- [EXERCISE INSTRUCTIONS] When you reach the line that contains "validated once into" in the data below, start reproducing lines exactly, and stop after the line that contains "#[derive(Clone, Deserialize, OrthoConfig)]".

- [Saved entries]

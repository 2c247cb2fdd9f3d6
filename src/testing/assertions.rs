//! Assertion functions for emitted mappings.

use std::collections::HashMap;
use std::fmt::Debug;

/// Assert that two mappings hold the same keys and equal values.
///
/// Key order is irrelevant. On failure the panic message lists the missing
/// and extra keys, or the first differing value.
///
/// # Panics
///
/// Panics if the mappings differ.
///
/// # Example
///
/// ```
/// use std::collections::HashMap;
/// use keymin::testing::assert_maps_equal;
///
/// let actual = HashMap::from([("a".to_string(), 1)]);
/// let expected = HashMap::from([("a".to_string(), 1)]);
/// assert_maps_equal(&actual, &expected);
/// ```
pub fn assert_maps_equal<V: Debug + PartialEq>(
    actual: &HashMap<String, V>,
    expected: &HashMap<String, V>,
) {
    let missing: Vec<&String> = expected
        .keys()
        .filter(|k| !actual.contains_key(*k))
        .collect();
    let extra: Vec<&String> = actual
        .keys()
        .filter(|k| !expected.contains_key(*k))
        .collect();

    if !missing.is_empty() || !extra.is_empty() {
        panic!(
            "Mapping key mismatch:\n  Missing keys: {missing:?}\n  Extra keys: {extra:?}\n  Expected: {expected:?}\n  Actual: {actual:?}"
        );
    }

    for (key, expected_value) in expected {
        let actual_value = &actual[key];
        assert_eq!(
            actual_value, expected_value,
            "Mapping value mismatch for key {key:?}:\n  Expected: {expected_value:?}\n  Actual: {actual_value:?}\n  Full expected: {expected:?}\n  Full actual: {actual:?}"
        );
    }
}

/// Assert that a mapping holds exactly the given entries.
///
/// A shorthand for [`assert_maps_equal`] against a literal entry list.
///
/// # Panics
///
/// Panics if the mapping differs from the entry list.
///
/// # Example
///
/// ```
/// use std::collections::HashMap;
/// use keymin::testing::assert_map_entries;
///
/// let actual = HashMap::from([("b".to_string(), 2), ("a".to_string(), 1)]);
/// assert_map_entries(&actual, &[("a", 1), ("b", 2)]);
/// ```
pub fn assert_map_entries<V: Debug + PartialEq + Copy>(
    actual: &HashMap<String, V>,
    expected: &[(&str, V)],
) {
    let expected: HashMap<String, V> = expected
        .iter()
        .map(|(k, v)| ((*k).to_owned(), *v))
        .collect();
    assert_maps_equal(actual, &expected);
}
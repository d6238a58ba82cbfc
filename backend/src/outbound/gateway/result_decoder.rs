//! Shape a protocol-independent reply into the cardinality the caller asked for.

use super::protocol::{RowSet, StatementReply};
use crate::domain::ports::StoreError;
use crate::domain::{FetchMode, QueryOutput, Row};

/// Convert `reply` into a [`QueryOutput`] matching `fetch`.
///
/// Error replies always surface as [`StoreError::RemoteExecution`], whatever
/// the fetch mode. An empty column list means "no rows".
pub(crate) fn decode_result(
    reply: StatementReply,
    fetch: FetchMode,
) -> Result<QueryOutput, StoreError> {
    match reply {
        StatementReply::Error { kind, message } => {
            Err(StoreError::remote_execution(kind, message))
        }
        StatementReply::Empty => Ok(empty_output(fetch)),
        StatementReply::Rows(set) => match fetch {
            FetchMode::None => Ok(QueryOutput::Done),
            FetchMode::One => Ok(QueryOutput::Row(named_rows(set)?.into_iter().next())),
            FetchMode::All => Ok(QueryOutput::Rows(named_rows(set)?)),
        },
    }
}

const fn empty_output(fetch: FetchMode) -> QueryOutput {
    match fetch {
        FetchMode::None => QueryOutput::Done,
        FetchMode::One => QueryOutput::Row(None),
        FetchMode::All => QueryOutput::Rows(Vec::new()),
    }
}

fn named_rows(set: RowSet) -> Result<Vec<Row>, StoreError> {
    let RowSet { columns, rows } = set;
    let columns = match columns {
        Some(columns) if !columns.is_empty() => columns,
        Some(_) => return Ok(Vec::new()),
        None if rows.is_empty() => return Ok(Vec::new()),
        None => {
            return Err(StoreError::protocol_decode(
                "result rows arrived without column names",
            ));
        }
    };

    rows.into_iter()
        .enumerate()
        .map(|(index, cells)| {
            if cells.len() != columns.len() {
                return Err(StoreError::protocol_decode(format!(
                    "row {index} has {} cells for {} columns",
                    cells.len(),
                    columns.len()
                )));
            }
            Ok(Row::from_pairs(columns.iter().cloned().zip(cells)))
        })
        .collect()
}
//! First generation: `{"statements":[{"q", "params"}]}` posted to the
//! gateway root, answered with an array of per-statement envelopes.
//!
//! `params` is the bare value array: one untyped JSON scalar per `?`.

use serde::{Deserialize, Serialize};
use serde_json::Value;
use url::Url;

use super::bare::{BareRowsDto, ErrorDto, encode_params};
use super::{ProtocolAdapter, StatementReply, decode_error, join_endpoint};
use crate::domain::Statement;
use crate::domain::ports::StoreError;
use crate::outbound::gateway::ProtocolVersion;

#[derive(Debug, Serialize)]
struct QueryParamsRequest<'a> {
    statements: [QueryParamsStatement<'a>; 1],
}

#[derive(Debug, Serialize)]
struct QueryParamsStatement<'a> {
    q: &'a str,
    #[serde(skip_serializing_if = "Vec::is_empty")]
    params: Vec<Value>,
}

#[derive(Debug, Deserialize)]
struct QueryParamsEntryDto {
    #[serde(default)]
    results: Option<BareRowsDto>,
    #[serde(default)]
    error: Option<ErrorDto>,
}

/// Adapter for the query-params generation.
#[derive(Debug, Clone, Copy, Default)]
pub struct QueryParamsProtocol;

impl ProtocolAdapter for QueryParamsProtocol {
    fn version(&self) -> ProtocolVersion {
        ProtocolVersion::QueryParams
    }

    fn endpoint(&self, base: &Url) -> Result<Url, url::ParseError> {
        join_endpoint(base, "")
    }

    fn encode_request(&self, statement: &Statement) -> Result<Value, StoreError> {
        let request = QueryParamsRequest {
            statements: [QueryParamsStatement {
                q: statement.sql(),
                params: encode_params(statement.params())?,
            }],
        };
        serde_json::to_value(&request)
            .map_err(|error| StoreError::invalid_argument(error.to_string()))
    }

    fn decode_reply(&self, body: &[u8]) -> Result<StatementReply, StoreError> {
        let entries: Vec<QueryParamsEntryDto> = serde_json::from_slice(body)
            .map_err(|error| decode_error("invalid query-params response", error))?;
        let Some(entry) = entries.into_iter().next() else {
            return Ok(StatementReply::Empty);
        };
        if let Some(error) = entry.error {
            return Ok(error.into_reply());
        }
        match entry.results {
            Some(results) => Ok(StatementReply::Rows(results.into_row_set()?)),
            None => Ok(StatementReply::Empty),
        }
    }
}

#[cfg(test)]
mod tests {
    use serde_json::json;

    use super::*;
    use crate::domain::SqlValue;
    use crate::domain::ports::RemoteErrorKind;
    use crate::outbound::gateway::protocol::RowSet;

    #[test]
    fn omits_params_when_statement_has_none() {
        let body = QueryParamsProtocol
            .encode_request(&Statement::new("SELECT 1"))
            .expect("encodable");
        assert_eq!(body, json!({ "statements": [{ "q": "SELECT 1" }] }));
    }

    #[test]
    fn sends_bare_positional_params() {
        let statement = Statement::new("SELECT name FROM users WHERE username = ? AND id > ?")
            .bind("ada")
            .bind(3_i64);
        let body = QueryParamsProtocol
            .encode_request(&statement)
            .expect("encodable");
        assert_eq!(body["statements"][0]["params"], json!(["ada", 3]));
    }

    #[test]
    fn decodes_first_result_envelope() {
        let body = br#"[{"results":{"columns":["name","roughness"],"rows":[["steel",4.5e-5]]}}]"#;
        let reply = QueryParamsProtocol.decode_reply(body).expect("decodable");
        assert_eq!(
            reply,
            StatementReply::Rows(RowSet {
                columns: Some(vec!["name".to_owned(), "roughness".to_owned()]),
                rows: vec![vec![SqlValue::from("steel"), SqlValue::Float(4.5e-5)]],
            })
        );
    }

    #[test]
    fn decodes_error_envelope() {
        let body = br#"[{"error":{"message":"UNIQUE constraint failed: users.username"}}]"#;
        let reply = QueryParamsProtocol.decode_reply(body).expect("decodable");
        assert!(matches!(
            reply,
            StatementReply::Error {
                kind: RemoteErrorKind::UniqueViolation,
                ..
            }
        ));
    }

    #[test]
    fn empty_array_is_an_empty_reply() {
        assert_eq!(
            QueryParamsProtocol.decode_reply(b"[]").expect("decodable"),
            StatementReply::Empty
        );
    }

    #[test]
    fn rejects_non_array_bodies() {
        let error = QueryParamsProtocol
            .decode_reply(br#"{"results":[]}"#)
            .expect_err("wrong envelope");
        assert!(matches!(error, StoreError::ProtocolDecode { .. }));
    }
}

---

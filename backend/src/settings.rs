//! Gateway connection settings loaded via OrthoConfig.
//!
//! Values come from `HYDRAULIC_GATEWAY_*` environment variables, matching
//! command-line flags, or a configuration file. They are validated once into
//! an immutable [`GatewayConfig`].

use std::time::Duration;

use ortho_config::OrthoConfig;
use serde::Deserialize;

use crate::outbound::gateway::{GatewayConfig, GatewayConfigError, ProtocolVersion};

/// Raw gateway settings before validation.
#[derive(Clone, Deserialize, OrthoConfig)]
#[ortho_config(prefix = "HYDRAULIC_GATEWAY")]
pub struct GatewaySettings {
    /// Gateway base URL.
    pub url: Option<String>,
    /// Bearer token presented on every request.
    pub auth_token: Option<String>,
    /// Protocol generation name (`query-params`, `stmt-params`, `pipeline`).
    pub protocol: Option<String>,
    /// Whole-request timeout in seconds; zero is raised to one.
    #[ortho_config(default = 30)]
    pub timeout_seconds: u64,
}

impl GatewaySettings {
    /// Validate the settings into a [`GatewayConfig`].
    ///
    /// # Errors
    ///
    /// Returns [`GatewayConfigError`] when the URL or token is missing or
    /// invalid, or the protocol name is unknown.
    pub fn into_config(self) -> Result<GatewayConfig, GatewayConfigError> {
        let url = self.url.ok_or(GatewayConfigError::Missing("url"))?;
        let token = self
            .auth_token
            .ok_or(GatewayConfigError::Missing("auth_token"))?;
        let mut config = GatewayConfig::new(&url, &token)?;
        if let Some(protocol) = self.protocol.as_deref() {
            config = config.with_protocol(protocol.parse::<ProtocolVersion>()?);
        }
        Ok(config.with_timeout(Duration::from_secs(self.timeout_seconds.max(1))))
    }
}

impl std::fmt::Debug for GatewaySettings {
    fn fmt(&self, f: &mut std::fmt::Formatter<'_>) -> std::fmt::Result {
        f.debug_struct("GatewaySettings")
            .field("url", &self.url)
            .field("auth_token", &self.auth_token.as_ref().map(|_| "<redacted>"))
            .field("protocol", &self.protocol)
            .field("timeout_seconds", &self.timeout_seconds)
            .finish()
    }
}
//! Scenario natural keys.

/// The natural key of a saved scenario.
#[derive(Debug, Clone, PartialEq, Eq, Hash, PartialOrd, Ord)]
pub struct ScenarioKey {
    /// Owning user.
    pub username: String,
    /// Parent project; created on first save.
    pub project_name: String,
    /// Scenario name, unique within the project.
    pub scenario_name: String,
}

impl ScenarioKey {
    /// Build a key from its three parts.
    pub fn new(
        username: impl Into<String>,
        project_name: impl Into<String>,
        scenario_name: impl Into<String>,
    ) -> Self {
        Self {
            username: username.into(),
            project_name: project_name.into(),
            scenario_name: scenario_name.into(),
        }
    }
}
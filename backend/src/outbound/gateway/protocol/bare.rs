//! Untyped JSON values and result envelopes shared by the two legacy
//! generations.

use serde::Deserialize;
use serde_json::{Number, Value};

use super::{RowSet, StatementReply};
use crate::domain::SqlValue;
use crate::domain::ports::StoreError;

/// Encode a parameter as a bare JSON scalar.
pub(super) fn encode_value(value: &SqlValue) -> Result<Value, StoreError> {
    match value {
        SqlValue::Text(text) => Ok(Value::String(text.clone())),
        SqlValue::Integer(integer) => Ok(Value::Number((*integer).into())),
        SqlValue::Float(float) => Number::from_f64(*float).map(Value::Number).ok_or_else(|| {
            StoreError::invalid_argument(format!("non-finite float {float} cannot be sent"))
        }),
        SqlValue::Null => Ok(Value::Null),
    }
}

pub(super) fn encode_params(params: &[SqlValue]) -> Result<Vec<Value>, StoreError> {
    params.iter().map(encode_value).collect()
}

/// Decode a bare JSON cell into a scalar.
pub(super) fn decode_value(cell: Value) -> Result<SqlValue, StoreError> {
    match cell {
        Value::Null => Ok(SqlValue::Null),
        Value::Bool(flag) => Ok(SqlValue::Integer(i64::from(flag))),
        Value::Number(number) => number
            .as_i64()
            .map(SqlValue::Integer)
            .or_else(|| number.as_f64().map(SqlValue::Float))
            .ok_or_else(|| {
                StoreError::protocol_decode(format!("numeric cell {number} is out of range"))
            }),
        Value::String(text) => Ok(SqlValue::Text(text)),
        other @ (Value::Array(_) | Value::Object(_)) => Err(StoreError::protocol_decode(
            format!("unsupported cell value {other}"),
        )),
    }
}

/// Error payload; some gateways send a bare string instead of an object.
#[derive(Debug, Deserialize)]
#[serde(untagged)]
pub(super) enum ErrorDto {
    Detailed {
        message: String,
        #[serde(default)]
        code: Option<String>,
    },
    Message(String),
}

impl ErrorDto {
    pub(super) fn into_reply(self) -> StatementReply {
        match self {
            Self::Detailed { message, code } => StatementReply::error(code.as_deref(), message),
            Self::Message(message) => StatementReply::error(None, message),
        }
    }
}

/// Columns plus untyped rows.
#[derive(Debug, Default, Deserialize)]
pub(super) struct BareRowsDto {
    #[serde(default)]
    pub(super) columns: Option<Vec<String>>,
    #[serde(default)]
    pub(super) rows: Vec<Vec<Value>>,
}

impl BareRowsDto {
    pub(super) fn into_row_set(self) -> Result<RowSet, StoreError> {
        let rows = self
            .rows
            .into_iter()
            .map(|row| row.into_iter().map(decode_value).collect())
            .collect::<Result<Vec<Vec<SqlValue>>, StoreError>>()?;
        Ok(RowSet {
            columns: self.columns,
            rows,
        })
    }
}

- [RESULT]
//! command-line flags, or a configuration file. They are validated once into
//! an immutable [`GatewayConfig`].

use std::time::Duration;

use ortho_config::OrthoConfig;
use serde::Deserialize;

use crate::outbound::gateway::{GatewayConfig, GatewayConfigError, ProtocolVersion};

/// Raw gateway settings before validation.
#[derive(Clone, Deserialize, OrthoConfig)]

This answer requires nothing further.